__INSTRUCTIONS TO FOLLOW__: Your task is to work out how many lines in the data include the word "delete". Reply with the number alone.

__SOURCE INFORMATION__:
+++++
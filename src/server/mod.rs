mod api;
mod error;
mod state;
mod types;

use std::sync::Arc;

use axum::extract::DefaultBodyLimit;
use axum::routing::{delete, get, post};
use axum::Router;
use tower_http::limit::RequestBodyLimitLayer;

pub use self::error::AppError;
pub use self::state::AppState;

/// Routes of the retrieval API, sharing one [`AppState`].
pub fn create_app(state: Arc<AppState>, upload_limit_bytes: usize) -> Router {
    Router::new()
        .route("/ingest", post(api::ingest_handler))
        .route("/translate", get(api::translate_handler))
        .route("/search-text", get(api::search_text_handler))
        .route("/search-image", post(api::search_image_handler))
        .route("/collection", delete(api::clear_handler))
        .layer(DefaultBodyLimit::disable())
        .layer(RequestBodyLimitLayer::new(upload_limit_bytes))
        .with_state(state)
}
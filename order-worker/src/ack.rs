//! Acknowledgment Controller
//!
//! Maps a processing outcome onto a broker settlement:
//!
//! | Outcome | `drop` | `requeue-once` |
//! |---------|--------|----------------|
//! | success | ack | ack |
//! | terminal failure | nack, no requeue | nack, no requeue |
//! | transient failure, first delivery | nack, no requeue | nack, requeue |
//! | transient failure, redelivery | nack, no requeue | nack, no requeue |
//!
//! "Redelivery" is the broker's `redelivered` flag, not a count kept by this
//! process. A message the broker hands out again after a worker crash or a
//! dropped connection is already a redelivery, so under `requeue-once` its
//! first transient failure here drops it.
//!
//! No dead-letter routing happens here; a dead-letter exchange bound to the
//! queue on the broker side will pick up every nack without requeue.

use std::fmt;
use std::str::FromStr;

use crate::broker::RawMessage;
use crate::error::{ConnectionError, FailureClass, ProcessingError};
use crate::processor::ProcessedOrder;

/// What happens to a delivery whose processing failed
#[derive(Debug, Clone, Copy, PartialEq, Eq, Default)]
pub enum FailurePolicy {
    /// Drop every failed delivery
    #[default]
    Drop,
    /// Give transient failures one more delivery before dropping them
    RequeueOnce,
}

impl FromStr for FailurePolicy {
    type Err = String;

    fn from_str(s: &str) -> Result<Self, Self::Err> {
        match s.trim().to_ascii_lowercase().as_str() {
            "drop" => Ok(FailurePolicy::Drop),
            "requeue-once" | "requeue_once" => Ok(FailurePolicy::RequeueOnce),
            other => Err(format!("expected `drop` or `requeue-once`, got `{other}`")),
        }
    }
}

impl fmt::Display for FailurePolicy {
    fn fmt(&self, f: &mut fmt::Formatter<'_>) -> fmt::Result {
        match self {
            FailurePolicy::Drop => write!(f, "drop"),
            FailurePolicy::RequeueOnce => write!(f, "requeue-once"),
        }
    }
}

/// How a delivery was settled
#[derive(Debug, Clone, Copy, PartialEq, Eq)]
pub enum Settlement {
    Ack,
    Nack { requeue: bool },
}

#[derive(Debug, Clone, Copy, Default)]
pub struct AckController {
    policy: FailurePolicy,
}

impl AckController {
    pub fn new(policy: FailurePolicy) -> Self {
        Self { policy }
    }

    pub fn policy(&self) -> FailurePolicy {
        self.policy
    }

    pub fn decide(
        &self,
        redelivered: bool,
        outcome: &Result<ProcessedOrder, ProcessingError>,
    ) -> Settlement {
        let Err(err) = outcome else {
            return Settlement::Ack;
        };
        let requeue = match (self.policy, err.class()) {
            (FailurePolicy::RequeueOnce, FailureClass::Transient) => !redelivered,
            _ => false,
        };
        Settlement::Nack { requeue }
    }

    /// Settle `message` according to `outcome`
    ///
    /// A settlement error means the channel is gone; the broker redelivers
    /// the message to whichever consumer connects next.
    pub async fn settle(
        &self,
        message: &RawMessage,
        outcome: &Result<ProcessedOrder, ProcessingError>,
    ) -> Result<Settlement, ConnectionError> {
        let settlement = self.decide(message.redelivered, outcome);

        match settlement {
            Settlement::Ack => message.ack().await?,
            Settlement::Nack { requeue } => message.nack(requeue).await?,
        }

        match (outcome, settlement) {
            (Ok(processed), _) => {
                tracing::info!(
                    order_id = %processed.order_id,
                    delivery_tag = message.delivery_tag,
                    "Message acknowledged"
                );
            }
            (Err(err), Settlement::Nack { requeue: true }) => {
                tracing::warn!(
                    order_id = err.order_id().unwrap_or("-"),
                    delivery_tag = message.delivery_tag,
                    class = %err.class(),
                    error = %err,
                    "❌ Message rejected, requeued for one more attempt"
                );
            }
            (Err(err), _) => {
                tracing::error!(
                    order_id = err.order_id().unwrap_or("-"),
                    delivery_tag = message.delivery_tag,
                    class = %err.class(),
                    policy = %self.policy,
                    error = %err,
                    "❌ Message rejected without requeue"
                );
            }
        }

        Ok(settlement)
    }
}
+++++
__ANSWER BOX__: 2